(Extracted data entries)
»»
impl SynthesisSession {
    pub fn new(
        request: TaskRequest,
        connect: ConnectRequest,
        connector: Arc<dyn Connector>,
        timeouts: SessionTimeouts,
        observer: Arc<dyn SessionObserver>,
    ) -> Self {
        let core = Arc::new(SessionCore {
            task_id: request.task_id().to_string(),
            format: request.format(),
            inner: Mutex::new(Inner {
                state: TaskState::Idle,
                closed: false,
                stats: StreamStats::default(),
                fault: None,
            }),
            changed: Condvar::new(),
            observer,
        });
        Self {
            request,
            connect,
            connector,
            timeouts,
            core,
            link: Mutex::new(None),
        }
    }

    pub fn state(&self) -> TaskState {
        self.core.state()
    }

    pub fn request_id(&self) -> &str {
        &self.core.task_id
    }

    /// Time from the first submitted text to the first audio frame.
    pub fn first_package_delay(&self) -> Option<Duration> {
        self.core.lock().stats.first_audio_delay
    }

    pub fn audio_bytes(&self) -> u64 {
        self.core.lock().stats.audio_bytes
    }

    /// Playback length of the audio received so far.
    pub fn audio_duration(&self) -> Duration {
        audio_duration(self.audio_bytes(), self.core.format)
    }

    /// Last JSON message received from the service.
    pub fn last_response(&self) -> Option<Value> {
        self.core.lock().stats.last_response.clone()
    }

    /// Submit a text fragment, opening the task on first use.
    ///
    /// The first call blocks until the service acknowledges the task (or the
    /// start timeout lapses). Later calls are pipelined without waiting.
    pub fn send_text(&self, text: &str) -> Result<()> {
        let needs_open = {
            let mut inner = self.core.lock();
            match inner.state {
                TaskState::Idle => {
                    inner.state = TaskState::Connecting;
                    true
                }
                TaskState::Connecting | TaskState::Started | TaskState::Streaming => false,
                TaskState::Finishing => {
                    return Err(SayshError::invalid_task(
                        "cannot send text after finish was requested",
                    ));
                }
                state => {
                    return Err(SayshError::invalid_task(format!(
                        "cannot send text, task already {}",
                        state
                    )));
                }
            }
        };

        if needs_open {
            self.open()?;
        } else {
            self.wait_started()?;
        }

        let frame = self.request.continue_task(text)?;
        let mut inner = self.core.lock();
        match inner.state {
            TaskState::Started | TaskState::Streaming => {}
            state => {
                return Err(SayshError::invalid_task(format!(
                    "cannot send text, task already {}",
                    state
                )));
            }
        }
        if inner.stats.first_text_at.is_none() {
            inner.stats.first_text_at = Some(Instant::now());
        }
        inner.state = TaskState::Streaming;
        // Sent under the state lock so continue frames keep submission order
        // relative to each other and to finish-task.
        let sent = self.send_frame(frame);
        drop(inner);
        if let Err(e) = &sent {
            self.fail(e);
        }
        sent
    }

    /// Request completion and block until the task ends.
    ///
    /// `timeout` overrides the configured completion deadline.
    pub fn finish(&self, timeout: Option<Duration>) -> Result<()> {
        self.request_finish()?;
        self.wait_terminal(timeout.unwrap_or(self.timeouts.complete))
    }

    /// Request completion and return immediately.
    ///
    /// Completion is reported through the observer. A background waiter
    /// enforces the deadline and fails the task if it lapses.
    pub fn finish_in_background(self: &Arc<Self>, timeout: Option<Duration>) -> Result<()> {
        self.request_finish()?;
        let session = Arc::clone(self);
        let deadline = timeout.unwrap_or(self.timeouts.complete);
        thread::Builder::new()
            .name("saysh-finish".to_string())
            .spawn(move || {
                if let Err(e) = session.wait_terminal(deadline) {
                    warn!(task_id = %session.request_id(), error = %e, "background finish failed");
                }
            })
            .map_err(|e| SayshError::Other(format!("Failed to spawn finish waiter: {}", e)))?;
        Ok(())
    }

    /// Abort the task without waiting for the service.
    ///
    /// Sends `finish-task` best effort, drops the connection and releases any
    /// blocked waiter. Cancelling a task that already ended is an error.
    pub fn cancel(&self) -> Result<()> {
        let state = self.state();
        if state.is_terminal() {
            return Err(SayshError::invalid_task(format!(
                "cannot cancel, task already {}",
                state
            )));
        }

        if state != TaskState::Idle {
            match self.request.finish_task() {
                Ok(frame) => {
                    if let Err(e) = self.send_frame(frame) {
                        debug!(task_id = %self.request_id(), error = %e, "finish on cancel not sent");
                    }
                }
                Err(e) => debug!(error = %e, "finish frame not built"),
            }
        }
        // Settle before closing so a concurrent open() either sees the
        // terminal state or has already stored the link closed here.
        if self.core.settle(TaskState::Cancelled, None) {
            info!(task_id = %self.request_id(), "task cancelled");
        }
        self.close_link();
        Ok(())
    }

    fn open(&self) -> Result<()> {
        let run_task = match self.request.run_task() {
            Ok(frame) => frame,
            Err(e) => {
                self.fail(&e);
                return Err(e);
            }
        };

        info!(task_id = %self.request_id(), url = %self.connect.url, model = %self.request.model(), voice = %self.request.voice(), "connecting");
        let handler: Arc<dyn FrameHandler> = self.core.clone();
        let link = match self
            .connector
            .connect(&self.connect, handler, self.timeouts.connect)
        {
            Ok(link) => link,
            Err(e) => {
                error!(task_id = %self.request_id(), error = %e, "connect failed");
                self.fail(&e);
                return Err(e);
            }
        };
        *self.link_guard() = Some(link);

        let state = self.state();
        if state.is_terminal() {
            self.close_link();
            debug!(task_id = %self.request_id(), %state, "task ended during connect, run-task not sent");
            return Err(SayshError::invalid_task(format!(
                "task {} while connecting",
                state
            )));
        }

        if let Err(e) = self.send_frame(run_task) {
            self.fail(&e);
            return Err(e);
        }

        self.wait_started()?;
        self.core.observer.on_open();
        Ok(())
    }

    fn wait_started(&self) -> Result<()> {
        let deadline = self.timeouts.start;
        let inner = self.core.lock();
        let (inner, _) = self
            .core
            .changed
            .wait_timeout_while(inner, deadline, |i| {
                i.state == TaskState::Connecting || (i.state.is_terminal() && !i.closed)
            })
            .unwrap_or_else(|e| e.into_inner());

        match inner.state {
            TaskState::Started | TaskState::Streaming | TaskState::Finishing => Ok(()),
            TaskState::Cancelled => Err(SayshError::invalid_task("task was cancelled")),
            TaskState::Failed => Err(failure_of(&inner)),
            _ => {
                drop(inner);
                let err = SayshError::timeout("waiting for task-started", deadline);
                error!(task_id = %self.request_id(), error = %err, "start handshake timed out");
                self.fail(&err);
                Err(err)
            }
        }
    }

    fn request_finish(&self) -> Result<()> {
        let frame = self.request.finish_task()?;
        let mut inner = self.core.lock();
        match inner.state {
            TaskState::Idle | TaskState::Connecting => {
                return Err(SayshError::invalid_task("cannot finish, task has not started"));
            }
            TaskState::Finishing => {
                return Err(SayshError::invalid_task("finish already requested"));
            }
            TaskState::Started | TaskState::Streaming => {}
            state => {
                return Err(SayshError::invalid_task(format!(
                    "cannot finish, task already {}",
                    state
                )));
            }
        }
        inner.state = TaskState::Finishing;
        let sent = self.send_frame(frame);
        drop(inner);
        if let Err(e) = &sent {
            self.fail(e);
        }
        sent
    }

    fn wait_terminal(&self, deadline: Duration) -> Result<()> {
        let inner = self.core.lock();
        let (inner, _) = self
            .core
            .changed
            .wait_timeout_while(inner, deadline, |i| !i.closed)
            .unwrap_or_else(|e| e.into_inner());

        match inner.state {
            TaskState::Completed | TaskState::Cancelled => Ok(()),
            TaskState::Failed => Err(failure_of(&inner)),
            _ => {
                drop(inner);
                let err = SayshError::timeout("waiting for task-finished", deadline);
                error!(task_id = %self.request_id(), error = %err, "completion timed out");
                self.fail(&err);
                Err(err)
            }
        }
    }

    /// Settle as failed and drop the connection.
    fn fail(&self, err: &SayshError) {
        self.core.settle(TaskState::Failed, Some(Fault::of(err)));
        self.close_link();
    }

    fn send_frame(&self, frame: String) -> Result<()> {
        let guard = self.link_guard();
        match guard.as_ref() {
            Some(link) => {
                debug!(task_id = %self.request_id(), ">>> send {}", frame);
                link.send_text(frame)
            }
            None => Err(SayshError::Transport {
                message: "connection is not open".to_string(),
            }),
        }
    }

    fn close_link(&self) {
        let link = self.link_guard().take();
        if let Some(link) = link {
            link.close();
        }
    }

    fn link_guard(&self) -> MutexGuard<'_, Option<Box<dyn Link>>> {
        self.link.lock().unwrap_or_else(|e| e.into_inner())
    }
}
««
**What this task involves:** Restate the data verbatim through the "first audio frame." line.

**Response box:**
impl SynthesisSession {
    pub fn new(
        request: TaskRequest,
        connect: ConnectRequest,
        connector: Arc<dyn Connector>,
        timeouts: SessionTimeouts,
        observer: Arc<dyn SessionObserver>,
    ) -> Self {
        let core = Arc::new(SessionCore {
            task_id: request.task_id().to_string(),
            format: request.format(),
            inner: Mutex::new(Inner {
                state: TaskState::Idle,
                closed: false,
                stats: StreamStats::default(),
                fault: None,
            }),
            changed: Condvar::new(),
            observer,
        });
        Self {
            request,
            connect,
            connector,
            timeouts,
            core,
            link: Mutex::new(None),
        }
    }

    pub fn state(&self) -> TaskState {
        self.core.state()
    }

    pub fn request_id(&self) -> &str {
        &self.core.task_id
    }

    /// Time from the first submitted text to the first audio frame.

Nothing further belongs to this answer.